Stendhal contre la promesse américaine

Stendhal attaque le modèle ou la matrice américaine, et c’est dans Lucien Leuwen. Quelques extraits de son dernier roman édité gratuitement par Ebooksgratuits.com. Le paradoxe vient de ce que Stendhal, bonapartiste de gauche, est plutôt républicain, de tempérament. Mais de l’autre il garde un attachement pour la brillance de la société aristocratique qu’il sent disparaître comme tout le monde à cette époque de socialisme, de révolution industrielle et de républicanisme. Stendhal annonce ainsi Visconti et la version la plus distinguée du vieux gauchisme caviar…

Voici ce qu’il écrit dans la deuxième préface de son dernier roman :

« L’auteur ne voudrait pour rien au monde vivre sous une démocratie semblable à celle d’Amérique, pour la raison qu’il aime mieux faire la cour à M. le ministre de l’Intérieur qu’à l’épicier du coin de la rue. »

En fait un fanatique de la liberté est déjà un esprit bateau. Stendhal :

« Ces amis avaient dit au ministre régnant que Lucien n’était point un Hampden, un fanatique de liberté américaine, un homme à refuser l’impôt s’il n’y avait pas budget, mais tout simplement un jeune homme de vingt ans, pensant comme tout le monde. »

L’Amérique c’est la liberté mais c’est aussi le prosaïsme (aujourd’hui, ce n’est ni l’un ni l’autre : c’est l’absence de liberté et c’est le délire gnostique).

Mais la vile bourgeoisie française, celle que dénonce Toussenel et qui soutient le régime louis-philippard, est déjà américaine et Lucien Leuwen le sent en arrivant à Nancy :

« Nancy, cette ville si forte, chef-d’œuvre de Vauban, parut abominable à Lucien. La saleté, la pauvreté semblaient s’en disputer tous les aspects et les physionomies des habitants répondaient parfaitement à la tristesse des bâtiments34. Lucien ne vit partout que des figures d’usuriers, des physionomies mesquines, pointues, hargneuses. « Ces gens ne pensent qu’à l’argent et aux moyens d’en amasser, se dit-il avec dégoût. Tel est, sans doute, le caractère de cette Amérique que les libéraux nous vantent si fort. »

Plus loin Lucien précise sa position. L’Amérique c’est la fin de la Kultur, de la civilisation, le culte du pognon :

« Je m’ennuierais en Amérique, au milieu d’hommes parfaitement justes et raisonnables, si l’on veut, mais grossiers, mais ne songeant qu’aux dollars. »

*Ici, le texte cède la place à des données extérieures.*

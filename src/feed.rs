//! Feed adapter messages
//!
//! The engine consumes `FeedMessage`s. Lines arrive either already tagged
//! (`{"type": "Tick", ...}`) or as the vendor full-feed envelope
//! `{"feeds": {symbol: {"fullFeed": {"marketFF" | "indexFF": {...}}}}}`,
//! which is parsed into `FeedSnapshot` and normalized here. Vendor numbers
//! may be sent as JSON strings.

use serde::{Deserialize, Deserializer, Serialize};
use std::collections::BTreeMap;
use std::str::FromStr;
use tracing::debug;

use crate::error::EngineError;
use crate::types::{BookLevel, BookSnapshot, Candle, InstrumentKind, Quote, Tick};

#[derive(Debug, Clone, PartialEq, Serialize, Deserialize)]
#[serde(tag = "type")]
pub enum FeedMessage {
    Tick(Tick),
    CandleClosed(Candle),
    BookSnapshot(BookSnapshot),
}

impl FeedMessage {
    pub fn symbol(&self) -> &str {
        match self {
            FeedMessage::Tick(t) => &t.symbol,
            FeedMessage::CandleClosed(c) => &c.symbol,
            FeedMessage::BookSnapshot(b) => &b.symbol,
        }
    }

    pub fn ts_ms(&self) -> i64 {
        match self {
            FeedMessage::Tick(t) => t.ts_ms,
            FeedMessage::CandleClosed(c) => c.ts_ms,
            FeedMessage::BookSnapshot(b) => b.ts_ms,
        }
    }

    /// Parse one input line into zero or more messages
    pub fn parse_line(line: &str) -> Result<Vec<FeedMessage>, EngineError> {
        let value: serde_json::Value = serde_json::from_str(line)?;
        if value.get("feeds").is_some() {
            let envelope: FeedEnvelope = serde_json::from_value(value)?;
            Ok(envelope.into_messages())
        } else {
            Ok(vec![serde_json::from_value(value)?])
        }
    }
}

/// Accepts a number, a numeric string, null or an empty string
fn lenient<'de, D, T>(deserializer: D) -> Result<Option<T>, D::Error>
where
    D: Deserializer<'de>,
    T: Deserialize<'de> + FromStr,
{
    #[derive(Deserialize)]
    #[serde(untagged)]
    enum Raw<T> {
        Value(T),
        Text(String),
    }

    Ok(match Option::<Raw<T>>::deserialize(deserializer)? {
        Some(Raw::Value(v)) => Some(v),
        Some(Raw::Text(s)) => s.trim().parse().ok(),
        None => None,
    })
}

#[derive(Debug, Clone, Default, Deserialize)]
pub struct Ltpc {
    #[serde(default, deserialize_with = "lenient")]
    pub ltp: Option<f64>,
    #[serde(default, deserialize_with = "lenient")]
    pub ltt: Option<i64>,
    #[serde(default, deserialize_with = "lenient")]
    pub ltq: Option<u64>,
}

#[derive(Debug, Clone, Default, Deserialize)]
pub struct BidAskQuote {
    #[serde(rename = "bidP", default, deserialize_with = "lenient")]
    pub bid_price: Option<f64>,
    #[serde(rename = "bidQ", default, deserialize_with = "lenient")]
    pub bid_qty: Option<u64>,
    #[serde(rename = "askP", default, deserialize_with = "lenient")]
    pub ask_price: Option<f64>,
    #[serde(rename = "askQ", default, deserialize_with = "lenient")]
    pub ask_qty: Option<u64>,
}

#[derive(Debug, Clone, Default, Deserialize)]
pub struct MarketLevel {
    #[serde(rename = "bidAskQuote", default)]
    pub bid_ask_quote: Vec<BidAskQuote>,
}

#[derive(Debug, Clone, Default, Deserialize)]
pub struct OhlcEntry {
    #[serde(default)]
    pub interval: String,
    #[serde(default, deserialize_with = "lenient")]
    pub open: Option<f64>,
    #[serde(default, deserialize_with = "lenient")]
    pub high: Option<f64>,
    #[serde(default, deserialize_with = "lenient")]
    pub low: Option<f64>,
    #[serde(default, deserialize_with = "lenient")]
    pub close: Option<f64>,
    #[serde(default, deserialize_with = "lenient")]
    pub vol: Option<f64>,
    #[serde(default, deserialize_with = "lenient")]
    pub ts: Option<i64>,
}

#[derive(Debug, Clone, Default, Deserialize)]
pub struct MarketOhlc {
    #[serde(default)]
    pub ohlc: Vec<OhlcEntry>,
}

#[derive(Debug, Clone, Default, Deserialize)]
pub struct MarketFeed {
    #[serde(default)]
    pub ltpc: Option<Ltpc>,
    #[serde(rename = "marketLevel", default)]
    pub market_level: Option<MarketLevel>,
    #[serde(default, deserialize_with = "lenient")]
    pub tbq: Option<f64>,
    #[serde(default, deserialize_with = "lenient")]
    pub tsq: Option<f64>,
    #[serde(default, deserialize_with = "lenient")]
    pub atp: Option<f64>,
    #[serde(rename = "marketOHLC", default)]
    pub market_ohlc: Option<MarketOhlc>,
}

#[derive(Debug, Clone, Default, Deserialize)]
pub struct IndexFeed {
    #[serde(default)]
    pub ltpc: Option<Ltpc>,
    #[serde(rename = "marketOHLC", default)]
    pub market_ohlc: Option<MarketOhlc>,
}

#[derive(Debug, Clone, Default, Deserialize)]
struct FullFeed {
    #[serde(rename = "marketFF", default)]
    market: Option<MarketFeed>,
    #[serde(rename = "indexFF", default)]
    index: Option<IndexFeed>,
}

#[derive(Debug, Clone, Default, Deserialize)]
struct SymbolFeed {
    #[serde(rename = "fullFeed", default)]
    full_feed: Option<FullFeed>,
}

#[derive(Debug, Clone, Default, Deserialize)]
pub struct FeedEnvelope {
    #[serde(default)]
    feeds: BTreeMap<String, SymbolFeed>,
    #[serde(rename = "currentTs", default, deserialize_with = "lenient")]
    current_ts: Option<i64>,
}

impl FeedEnvelope {
    pub fn snapshots(self) -> Vec<FeedSnapshot> {
        let current_ts = self.current_ts;
        self.feeds
            .into_iter()
            .filter_map(|(symbol, feed)| {
                let full = feed.full_feed?;
                match (full.market, full.index) {
                    (Some(feed), _) => Some(FeedSnapshot::Market { symbol, current_ts, feed }),
                    (None, Some(feed)) => Some(FeedSnapshot::Index { symbol, current_ts, feed }),
                    (None, None) => {
                        debug!("{}: full feed without market or index section", symbol);
                        None
                    }
                }
            })
            .collect()
    }

    pub fn into_messages(self) -> Vec<FeedMessage> {
        self.snapshots().iter().flat_map(FeedSnapshot::normalize).collect()
    }
}

/// One symbol's vendor snapshot
#[derive(Debug, Clone)]
pub enum FeedSnapshot {
    Market {
        symbol: String,
        current_ts: Option<i64>,
        feed: MarketFeed,
    },
    Index {
        symbol: String,
        current_ts: Option<i64>,
        feed: IndexFeed,
    },
}

impl FeedSnapshot {
    pub fn symbol(&self) -> &str {
        match self {
            FeedSnapshot::Market { symbol, .. } | FeedSnapshot::Index { symbol, .. } => symbol,
        }
    }

    pub fn kind(&self) -> InstrumentKind {
        match self {
            FeedSnapshot::Market { .. } => InstrumentKind::Market,
            FeedSnapshot::Index { .. } => InstrumentKind::Index,
        }
    }

    /// Book first, then the tick, then any 1-minute candles, so the tick is
    /// classified against the book it arrived with
    pub fn normalize(&self) -> Vec<FeedMessage> {
        let (ltpc, ohlc, current_ts) = match self {
            FeedSnapshot::Market { feed, current_ts, .. } => (&feed.ltpc, &feed.market_ohlc, *current_ts),
            FeedSnapshot::Index { feed, current_ts, .. } => (&feed.ltpc, &feed.market_ohlc, *current_ts),
        };
        let symbol = self.symbol();
        let kind = self.kind();
        let ts_ms = ltpc.as_ref().and_then(|l| l.ltt).or(current_ts);

        let mut out = Vec::new();
        let mut quote = None;
        if let (FeedSnapshot::Market { feed, .. }, Some(ts_ms)) = (self, ts_ms) {
            if let Some(book) = book_snapshot(symbol, feed, ts_ms) {
                quote = match (book.best_bid(), book.best_ask()) {
                    (Some(bid), Some(ask)) => Some(Quote { bid: bid.price, ask: ask.price }),
                    _ => None,
                };
                out.push(FeedMessage::BookSnapshot(book));
            }
        }

        if let Some(ltpc) = ltpc {
            match (ltpc.ltp, ltpc.ltt) {
                (Some(price), Some(ts)) if price > 0.0 && ts > 0 => out.push(FeedMessage::Tick(Tick {
                    symbol: symbol.to_string(),
                    price,
                    qty: ltpc.ltq.unwrap_or(0),
                    ts_ms: ts,
                    quote,
                    kind,
                })),
                _ => debug!("{}: ltpc without price or time", symbol),
            }
        }

        if let Some(ohlc) = ohlc {
            let mut candles: Vec<Candle> = ohlc
                .ohlc
                .iter()
                .filter(|o| o.interval == "I1")
                .filter_map(|o| {
                    Some(Candle {
                        symbol: symbol.to_string(),
                        timeframe: 1,
                        open: o.open?,
                        high: o.high?,
                        low: o.low?,
                        close: o.close?,
                        volume: o.vol.unwrap_or(0.0),
                        ts_ms: o.ts?,
                        kind,
                    })
                })
                .collect();
            candles.sort_by_key(|c| c.ts_ms);
            out.extend(candles.into_iter().map(FeedMessage::CandleClosed));
        }
        out
    }
}

fn book_snapshot(symbol: &str, feed: &MarketFeed, ts_ms: i64) -> Option<BookSnapshot> {
    let quotes = &feed.market_level.as_ref()?.bid_ask_quote;
    let level = |price: Option<f64>, qty: Option<u64>| match (price, qty) {
        (Some(price), Some(qty)) if price > 0.0 && qty > 0 => Some(BookLevel { price, qty }),
        _ => None,
    };
    let bids: Vec<BookLevel> = quotes.iter().filter_map(|q| level(q.bid_price, q.bid_qty)).collect();
    let asks: Vec<BookLevel> = quotes.iter().filter_map(|q| level(q.ask_price, q.ask_qty)).collect();
    if bids.is_empty() && asks.is_empty() {
        return None;
    }
    Some(
        BookSnapshot {
            symbol: symbol.to_string(),
            ts_ms,
            bids,
            asks,
            total_buy_qty: feed.tbq.unwrap_or(0.0).max(0.0) as u64,
            total_sell_qty: feed.tsq.unwrap_or(0.0).max(0.0) as u64,
        }
        .normalized(),
    )
}

#[cfg(test)]
mod tests {
    use super::*;

    const MARKET: &str = r#"{
        "feeds": {
            "NSE_EQ|INE002A01018": {
                "fullFeed": {
                    "marketFF": {
                        "ltpc": { "ltp": 2450.5, "ltt": "1741582800000", "ltq": "25" },
                        "marketLevel": { "bidAskQuote": [
                            { "bidP": 2450.4, "bidQ": "120", "askP": 2450.55, "askQ": 80 },
                            { "bidP": 2450.3, "bidQ": "60", "askP": 2450.6, "askQ": "0" }
                        ] },
                        "tbq": "150000", "tsq": 98000, "atp": "2449.1",
                        "marketOHLC": { "ohlc": [
                            { "interval": "1d", "open": 2400, "high": 2460, "low": 2390, "close": 2450.5, "vol": "1000000", "ts": "1741545000000" },
                            { "interval": "I1", "open": 2449, "high": 2451, "low": 2448.5, "close": 2450.5, "vol": "5400", "ts": "1741582740000" }
                        ] }
                    }
                }
            }
        },
        "currentTs": "1741582800123"
    }"#;

    #[test]
    fn test_market_snapshot_normalizes_to_book_tick_candle() {
        let messages = FeedMessage::parse_line(MARKET).unwrap();
        assert_eq!(messages.len(), 3);

        let FeedMessage::BookSnapshot(book) = &messages[0] else { panic!("expected book") };
        assert_eq!(book.bids.len(), 2);
        assert_eq!(book.asks.len(), 1);
        assert_eq!(book.total_buy_qty, 150_000);
        assert_eq!(book.total_sell_qty, 98_000);

        let FeedMessage::Tick(tick) = &messages[1] else { panic!("expected tick") };
        assert_eq!(tick.price, 2450.5);
        assert_eq!(tick.qty, 25);
        assert_eq!(tick.ts_ms, 1_741_582_800_000);
        assert_eq!(tick.quote, Some(Quote { bid: 2450.4, ask: 2450.55 }));
        assert_eq!(tick.kind, InstrumentKind::Market);

        let FeedMessage::CandleClosed(candle) = &messages[2] else { panic!("expected candle") };
        assert_eq!(candle.timeframe, 1);
        assert_eq!(candle.volume, 5400.0);
        assert_eq!(candle.ts_ms, 1_741_582_740_000);
    }

    #[test]
    fn test_index_snapshot_has_no_book() {
        let line = r#"{"feeds": {"NSE_INDEX|Nifty 50": {"fullFeed": {"indexFF": {
            "ltpc": {"ltp": 22500.15, "ltt": 1741582800000},
            "marketOHLC": {"ohlc": [{"interval": "I1", "open": 22490, "high": 22510, "low": 22480, "close": 22500, "ts": 1741582740000}]}
        }}}}}"#;
        let messages = FeedMessage::parse_line(line).unwrap();
        assert_eq!(messages.len(), 2);
        match &messages[0] {
            FeedMessage::Tick(t) => {
                assert_eq!(t.kind, InstrumentKind::Index);
                assert_eq!(t.qty, 0);
                assert!(t.quote.is_none());
            }
            other => panic!("unexpected {:?}", other),
        }
        match &messages[1] {
            FeedMessage::CandleClosed(c) => {
                assert_eq!(c.kind, InstrumentKind::Index);
                assert_eq!(c.volume, 0.0);
            }
            other => panic!("unexpected {:?}", other),
        }
    }

    #[test]
    fn test_partial_payloads_are_skipped_not_fatal() {
        let line = r#"{"feeds": {"A": {"fullFeed": {"marketFF": {"ltpc": {"ltp": "0"}}}}, "B": {}}}"#;
        assert!(FeedMessage::parse_line(line).unwrap().is_empty());
        assert!(matches!(FeedMessage::parse_line("{not json"), Err(EngineError::Feed(_))));
    }

    #[test]
    fn test_tagged_messages_pass_through() {
        let line = r#"{"type": "CandleClosed", "symbol": "X", "open": 1, "high": 2, "low": 0.5, "close": 1.5, "volume": 10, "ts_ms": 60000}"#;
        let messages = FeedMessage::parse_line(line).unwrap();
        assert_eq!(messages.len(), 1);
        assert_eq!(messages[0].symbol(), "X");
        assert!(matches!(&messages[0], FeedMessage::CandleClosed(c) if c.timeframe == 1));

        let tick = r#"{"type": "Tick", "symbol": "X", "price": 10.5, "qty": 3, "ts_ms": 1}"#;
        assert!(matches!(&FeedMessage::parse_line(tick).unwrap()[0], FeedMessage::Tick(t) if t.qty == 3));
    }
}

Divergence d’intérêts entre la culture aristocratique et le régime commercial :

« Ils me parleraient de leurs dix vaches, qui doivent leur donner au printemps prochain dix veaux, et moi j’aime à parler de l’éloquence de M. Lamennais, ou du talent de madame Malibran comparé à celui de madame Pasta ; je ne puis vivre avec des hommes incapables d’idées fines, si vertueux qu’ils soient ; je préférerais cent fois les mœurs élégantes d’une cour corrompue. »

Lucien est donc déjà un nostalgique de la vieille civilisation (elle va être engloutie, puis les peuples qui l’auront reniée). Le règne des eaux glaciales du calcul égoïste comme dit Marx le fait frémir :

« Washington m’eût ennuyé à la mort, et j’aime mieux me trouver dans le même salon que M. de Talleyrand. Donc la sensation de l’estime n’est pas tout pour moi ; j’ai besoin des plaisirs donnés par une ancienne civilisation… »

Puis s’exprime le goût pour l’héroïque et pour l’épique, genres destinés au recyclage des westerns – ou des boucheries démocratiques :

« J’ai horreur du bon sens fastidieux d’un Américain. Les récits de la vie du jeune général Bonaparte, vainqueur au pont d’Arcole, me transportent ; c’est pour moi Homère, le Tasse, et cent fois mieux encore. La moralité américaine me semble d’une abominable vulgarité, et en lisant les ouvrages de leurs hommes distingués, je n’éprouve qu’un désir, c’est de ne jamais les rencontrer dans le monde. »

Mais Lucien confesse le pire : l’Amérique est mimétique, l’Amérique est le modèle à suivre et il faudra lui faire la cour :

«  Ce pays modèle me semble le triomphe de la médiocrité sotte et égoïste, et, sous peine de périr, il faut lui faire la cour. »

La vision de Lucien n’est pas populiste, c’est le moins qu’on puisse dire. Elle est aristocratique, la même que celle de Poe qui alors dénonce le règne de la canaille dans sa Conversation avec une momie.

 « Mais, d’un autre côté, faire la cour aux hommes du peuple, comme il est de nécessité en Amérique, est au-dessus de mes forces. Il me faut les mœurs élégantes, fruits du gouvernement corrompu de Louis XV ; et, cependant, quel est l’homme marquant dans un tel état de la société ? Un duc de Richelieu, un Lauzun, dont les mémoires peignent la vie. »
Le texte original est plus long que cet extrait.